Task brief ::
Across the entries below, work out how many lines contain "CatalogComponent". Please give the number only.

Extracted information ::
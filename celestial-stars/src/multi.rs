//! Layered catalog: several components sharing one mesh.
//!
//! Layers are ordered brightest first. Each is stored at its own mesh depth
//! and declares a trigger magnitude; a query only touches the layers whose
//! trigger magnitude its limit reaches, and only searches the mesh as deep
//! as the deepest of those.

use crate::catalog::CatalogReader;
use crate::component::{CatalogComponent, RetentionPolicy};
use crate::config::{CatalogConfig, LayerConfig};
use crate::error::{CatalogError, Result};
use crate::geometry::{direction_deg, RotationMatrix3, Vector3};
use crate::mesh::{Mesh, ZoneId};
use crate::query::{StarQuery, ZoneSelection};
use crate::star::DecodedStar;
use std::fmt;
use std::path::Path;
use std::sync::Arc;

pub struct MultiLevelCatalog {
    mesh: Arc<Mesh>,
    components: Vec<CatalogComponent>,
}

impl MultiLevelCatalog {
    /// Opens the layers described by `config`.
    ///
    /// A layer that fails to open is logged and left out; the catalog keeps
    /// working with the remaining layers.
    ///
    /// # Errors
    /// `Config` if the configuration lists no layers or none of them opens.
    pub fn from_config(config: &CatalogConfig) -> Result<Self> {
        if config.layers.is_empty() {
            return Err(CatalogError::config("no catalog layers configured"));
        }

        let mut opened = Vec::with_capacity(config.layers.len());
        for layer in &config.layers {
            match CatalogReader::open(&layer.path) {
                Ok(reader) => opened.push((reader, layer)),
                Err(e) => disable_layer(&layer.path, &e),
            }
        }

        let depth = opened
            .iter()
            .map(|(reader, _)| reader.header().depth)
            .max()
            .unwrap_or(0);
        let mesh = Arc::new(Mesh::build(depth)?);

        let mut components = Vec::with_capacity(opened.len());
        for (reader, layer) in opened {
            let path = reader.path().to_path_buf();
            let component =
                CatalogComponent::from_reader(reader, Arc::clone(&mesh), layer.retention, layer.trig_mag);
            match component {
                Ok(component) => components.push(component),
                Err(e) => disable_layer(&path, &e),
            }
        }

        if components.is_empty() {
            return Err(CatalogError::config(format!(
                "none of the {} configured catalog layers could be opened",
                config.layers.len()
            )));
        }

        log::info!(
            "Opened {} of {} catalog layers, mesh depth {}",
            components.len(),
            config.layers.len(),
            depth
        );
        Ok(Self { mesh, components })
    }

    /// Opens layers from `(path, retention)` pairs with default trigger
    /// magnitudes.
    pub fn open_paths<P: AsRef<Path>>(layers: &[(P, RetentionPolicy)]) -> Result<Self> {
        let config = CatalogConfig {
            layers: layers
                .iter()
                .map(|(path, retention)| LayerConfig::new(path.as_ref(), *retention))
                .collect(),
        };
        Self::from_config(&config)
    }

    pub fn mesh(&self) -> &Arc<Mesh> {
        &self.mesh
    }

    pub fn components(&self) -> &[CatalogComponent] {
        &self.components
    }

    pub fn star_count(&self) -> u64 {
        self.components.iter().map(CatalogComponent::star_count).sum()
    }

    /// Stars within `radius` radians of `center = (ra, dec)` (radians, J2000)
    /// down to `mag_limit`, with `precession` applied to returned positions.
    pub fn select_stars(
        &self,
        center: (f64, f64),
        radius: f64,
        mag_limit: f64,
        precession: Option<&RotationMatrix3>,
    ) -> Result<Vec<DecodedStar>> {
        let mut query = StarQuery::new(center.0, center.1, radius, mag_limit);
        query.precession = precession.copied();
        self.query(&query)
    }

    /// Runs `query` over every relevant layer. Results are in layer order,
    /// then zone order, then record order.
    pub fn query(&self, query: &StarQuery) -> Result<Vec<DecodedStar>> {
        let relevant: Vec<&CatalogComponent> = self
            .components
            .iter()
            .filter(|c| c.is_relevant(query.mag_limit))
            .collect();
        let Some(max_level) = relevant.iter().map(|c| c.depth()).max() else {
            log::trace!("No layer reaches magnitude {:.2}", query.mag_limit);
            return Ok(Vec::new());
        };

        let selection = ZoneSelection::search(&self.mesh, &query.direction, query.radius, max_level);
        let mut stars = Vec::new();
        let mut zones = 0;
        for component in relevant {
            zones += query.collect_from(component, &selection, &mut stars)?;
        }

        log::trace!(
            "Query radius {:.5} rad, mag {:.2}: {} zone entries to level {}, {} zones read, {} stars",
            query.radius,
            query.mag_limit,
            selection.zone_entries(),
            max_level,
            zones,
            stars.len()
        );
        Ok(stars)
    }

    /// Zone classification for a cap, searched to `max_level` (clamped to
    /// the mesh depth).
    pub fn select_zones(&self, direction: &Vector3, radius: f64, max_level: u32) -> ZoneSelection {
        ZoneSelection::search(&self.mesh, direction, radius, max_level)
    }

    /// Zone at `level` containing `(ra_deg, dec_deg)`.
    pub fn zone_at(&self, ra_deg: f64, dec_deg: f64, level: u32) -> Result<ZoneId> {
        if level > self.mesh.depth() {
            return Err(CatalogError::UnsupportedDepth {
                depth: level,
                max: self.mesh.depth(),
            });
        }
        let index = self.mesh.locate(&direction_deg(ra_deg, dec_deg), level);
        Ok(ZoneId::new(level, index as u32))
    }

    /// Drops decoded zones of every evictable layer. Returns the number of
    /// zones dropped.
    pub fn free_mem(&self) -> usize {
        self.components.iter().map(CatalogComponent::free_mem).sum()
    }
}

impl fmt::Debug for MultiLevelCatalog {
    fn fmt(&self, f: &mut fmt::Formatter<'_>) -> fmt::Result {
        f.debug_struct("MultiLevelCatalog")
            .field("mesh_depth", &self.mesh.depth())
            .field("components", &self.components)
            .finish()
    }
}

fn disable_layer(path: &Path, error: &CatalogError) {
    if error.is_recoverable() {
        log::warn!("Catalog layer {:?} unavailable, disabled: {}", path, error);
    } else {
        log::warn!("Catalog layer {:?} is invalid, disabled: {}", path, error);
    }
}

Task solution ::
7